[Entries shown Boundary: Start]

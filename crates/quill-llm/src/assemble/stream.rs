use std::collections::{BTreeMap, BTreeSet};

use futures_util::{Stream, StreamExt};
use serde_json::Value;
use tokio_util::sync::CancellationToken;

use super::ChunkCallback;
use crate::error::LlmError;
use crate::protocol::{AnthropicStreamContentBlock, AnthropicStreamDelta, AnthropicStreamEvent};
use crate::types::{
    ChunkDelta, FinishReason, GenerateResponse, Message, Part, ResponseChunk, Role, ToolRequest, Usage,
};

/// Lifecycle of a streamed response
#[derive(Debug, Clone, Copy, PartialEq, Eq)]
pub enum AssemblyState {
    /// No event observed yet
    AwaitingStart,
    /// Events are being merged into slots
    Accumulating,
    /// `message_stop` seen; later events are ignored
    Finalized,
}

/// In-progress content block
#[derive(Debug)]
enum Slot {
    Text(String),
    ToolCall {
        id: String,
        name: String,
        initial_input: Value,
        arguments: String,
    },
    /// Block kind this adapter does not surface
    Ignored,
}

/// Merges Anthropic stream events into one canonical response
///
/// Exclusively owned by a single assembly; discarded once the response (or
/// an error) has been produced.
#[derive(Debug)]
pub struct StreamAssembler {
    state: AssemblyState,
    slots: BTreeMap<u32, Slot>,
    parts: BTreeMap<u32, Part>,
    /// Every index that has received a `content_block_start`
    started: BTreeSet<u32>,
    stop_reason: Option<String>,
    stop_sequence: Option<String>,
    usage: Option<(u32, u32)>,
    /// First tool call whose arguments failed to parse: (index, parser message)
    malformed: Option<(u32, String)>,
}

impl Default for StreamAssembler {
    fn default() -> Self {
        Self::new()
    }
}

impl StreamAssembler {
    /// Create an assembler awaiting its first event
    pub const fn new() -> Self {
        Self {
            state: AssemblyState::AwaitingStart,
            slots: BTreeMap::new(),
            parts: BTreeMap::new(),
            started: BTreeSet::new(),
            stop_reason: None,
            stop_sequence: None,
            usage: None,
            malformed: None,
        }
    }

    /// Current lifecycle state
    pub const fn state(&self) -> AssemblyState {
        self.state
    }

    /// Whether the terminal event has been processed
    pub fn is_finalized(&self) -> bool {
        self.state == AssemblyState::Finalized
    }

    /// Apply one stream event
    ///
    /// For delta events, and for a text block that starts with non-empty
    /// text, the callback runs before the fragment is merged. A callback
    /// error aborts assembly.
    pub fn push(
        &mut self,
        event: AnthropicStreamEvent,
        callback: Option<&mut ChunkCallback<'_>>,
    ) -> Result<(), LlmError> {
        if self.state == AssemblyState::Finalized {
            tracing::trace!("ignoring stream event after message_stop");
            return Ok(());
        }
        self.state = AssemblyState::Accumulating;

        match event {
            AnthropicStreamEvent::MessageStart { message } => {
                if let Some(usage) = message.usage {
                    self.usage = Some((usage.input_tokens, usage.output_tokens));
                }
                tracing::debug!(id = %message.id, model = %message.model, "stream started");
            }

            AnthropicStreamEvent::ContentBlockStart { index, content_block } => {
                if !self.started.insert(index) {
                    return Err(LlmError::DuplicateBlock { index });
                }
                let slot = match content_block {
                    AnthropicStreamContentBlock::Text { text } => {
                        if !text.is_empty() {
                            emit(index, ChunkDelta::Text { text: text.clone() }, callback)?;
                        }
                        Slot::Text(text)
                    }
                    AnthropicStreamContentBlock::ToolUse { id, name, input } => Slot::ToolCall {
                        id,
                        name,
                        initial_input: input,
                        arguments: String::new(),
                    },
                    AnthropicStreamContentBlock::Other => Slot::Ignored,
                };
                self.slots.insert(index, slot);
            }

            AnthropicStreamEvent::ContentBlockDelta { index, delta } => {
                let slot = self
                    .slots
                    .get_mut(&index)
                    .ok_or(LlmError::UnexpectedDelta { index })?;
                merge_delta(index, slot, delta, callback)?;
            }

            AnthropicStreamEvent::ContentBlockStop { index } => {
                let slot = self.slots.remove(&index).ok_or(LlmError::UnexpectedDelta { index })?;
                self.freeze(index, slot);
            }

            AnthropicStreamEvent::MessageDelta { delta, usage } => {
                if delta.stop_reason.is_some() {
                    self.stop_reason = delta.stop_reason;
                    self.stop_sequence = delta.stop_sequence;
                }
                if let Some(usage) = usage {
                    let input_tokens = match self.usage {
                        Some((input, _)) if usage.input_tokens == 0 => input,
                        _ => usage.input_tokens,
                    };
                    self.usage = Some((input_tokens, usage.output_tokens));
                }
            }

            AnthropicStreamEvent::MessageStop => {
                let open = std::mem::take(&mut self.slots);
                if !open.is_empty() {
                    tracing::debug!(open = open.len(), "freezing content blocks left open at message_stop");
                }
                for (index, slot) in open {
                    self.freeze(index, slot);
                }
                self.state = AssemblyState::Finalized;
            }

            AnthropicStreamEvent::Ping => {}

            AnthropicStreamEvent::Error { error } => {
                tracing::warn!(error_type = %error.error_type, "provider error event mid-stream");
                return Err(LlmError::Transport(format!("{}: {}", error.error_type, error.message)));
            }
        }

        Ok(())
    }

    /// Produce the canonical response
    ///
    /// Fails with `IncompleteStream` unless `message_stop` was processed.
    pub fn finish(self) -> Result<GenerateResponse, LlmError> {
        if self.state != AssemblyState::Finalized {
            return Err(LlmError::IncompleteStream);
        }

        let mut finish_reason = FinishReason::from_stop_reason(self.stop_reason.as_deref());
        let finish_message = if self.stop_reason.as_deref() == Some("stop_sequence") {
            self.stop_sequence
        } else {
            None
        };

        if self.malformed.is_some() {
            finish_reason = FinishReason::Other;
        }

        let response = GenerateResponse {
            finish_reason,
            finish_message,
            message: Message::new(Role::Model, self.parts.into_values().collect()),
            usage: self.usage.map(|(input, output)| Usage::new(input, output)),
        };

        match self.malformed {
            Some((index, message)) => Err(LlmError::MalformedToolArguments {
                index,
                message,
                response: Box::new(response),
            }),
            None => Ok(response),
        }
    }

    /// Turn a closed slot into a part at its index position
    fn freeze(&mut self, index: u32, slot: Slot) {
        let part = match slot {
            Slot::Text(text) => Part::Text { text },
            Slot::ToolCall {
                id,
                name,
                initial_input,
                arguments,
            } => {
                let input = if arguments.trim().is_empty() {
                    if initial_input.is_null() {
                        serde_json::json!({})
                    } else {
                        initial_input
                    }
                } else {
                    match serde_json::from_str(&arguments) {
                        Ok(input) => input,
                        Err(e) => {
                            tracing::warn!(index, tool = %name, error = %e, "tool arguments are not valid JSON");
                            self.malformed.get_or_insert((index, e.to_string()));
                            Value::String(arguments)
                        }
                    }
                };
                Part::ToolRequest(ToolRequest {
                    reference: Some(id),
                    name,
                    input,
                })
            }
            Slot::Ignored => return,
        };

        self.parts.insert(index, part);
    }
}

/// Invoke the callback for a delta, then append it to its slot
fn merge_delta(
    index: u32,
    slot: &mut Slot,
    delta: AnthropicStreamDelta,
    callback: Option<&mut ChunkCallback<'_>>,
) -> Result<(), LlmError> {
    let chunk_delta = match (&*slot, &delta) {
        (Slot::Text(_), AnthropicStreamDelta::TextDelta { text }) => ChunkDelta::Text { text: text.clone() },
        (Slot::ToolCall { id, name, .. }, AnthropicStreamDelta::InputJsonDelta { partial_json }) => {
            ChunkDelta::ToolArguments {
                reference: id.clone(),
                name: name.clone(),
                partial_json: partial_json.clone(),
            }
        }
        (Slot::Ignored, _) | (_, AnthropicStreamDelta::Other) => return Ok(()),
        _ => {
            tracing::warn!(index, "delta kind does not match content block kind, skipping");
            return Ok(());
        }
    };

    emit(index, chunk_delta, callback)?;

    match (slot, delta) {
        (Slot::Text(buffer), AnthropicStreamDelta::TextDelta { text }) => buffer.push_str(&text),
        (Slot::ToolCall { arguments, .. }, AnthropicStreamDelta::InputJsonDelta { partial_json }) => {
            arguments.push_str(&partial_json);
        }
        _ => {}
    }

    Ok(())
}

fn emit(index: u32, delta: ChunkDelta, callback: Option<&mut ChunkCallback<'_>>) -> Result<(), LlmError> {
    let Some(callback) = callback else {
        return Ok(());
    };
    let chunk = ResponseChunk {
        index,
        role: Role::Model,
        delta,
    };
    callback(&chunk).map_err(LlmError::Callback)
}

/// Drive an event stream to a canonical response
///
/// Stops reading at `message_stop`, on the first error, or when `cancel`
/// fires. The stream is dropped on every exit path, which releases the
/// underlying connection.
pub async fn assemble_stream<S>(
    mut events: S,
    mut callback: Option<&mut ChunkCallback<'_>>,
    cancel: &CancellationToken,
) -> Result<GenerateResponse, LlmError>
where
    S: Stream<Item = Result<AnthropicStreamEvent, LlmError>> + Unpin,
{
    let mut assembler = StreamAssembler::new();

    while !assembler.is_finalized() {
        let next = tokio::select! {
            biased;
            () = cancel.cancelled() => {
                tracing::debug!("stream assembly cancelled");
                return Err(LlmError::Cancelled);
            }
            next = events.next() => next,
        };

        let Some(event) = next else {
            break;
        };

        assembler.push(event?, callback.as_deref_mut())?;
    }

    assembler.finish()
}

[Entries shown Boundary: End]

Output the lines above exactly, but only those between the line holding "let open = std::mem::take(&mut" and the line holding "pub fn finish(self)", inclusive.

# Solution below
                let open = std::mem::take(&mut self.slots);
                if !open.is_empty() {
                    tracing::debug!(open = open.len(), "freezing content blocks left open at message_stop");
                }
                for (index, slot) in open {
                    self.freeze(index, slot);
                }
                self.state = AssemblyState::Finalized;
            }

            AnthropicStreamEvent::Ping => {}

            AnthropicStreamEvent::Error { error } => {
                tracing::warn!(error_type = %error.error_type, "provider error event mid-stream");
                return Err(LlmError::Transport(format!("{}: {}", error.error_type, error.message)));
            }
        }

        Ok(())
    }

    /// Produce the canonical response
    ///
    /// Fails with `IncompleteStream` unless `message_stop` was processed.
    pub fn finish(self) -> Result<GenerateResponse, LlmError> {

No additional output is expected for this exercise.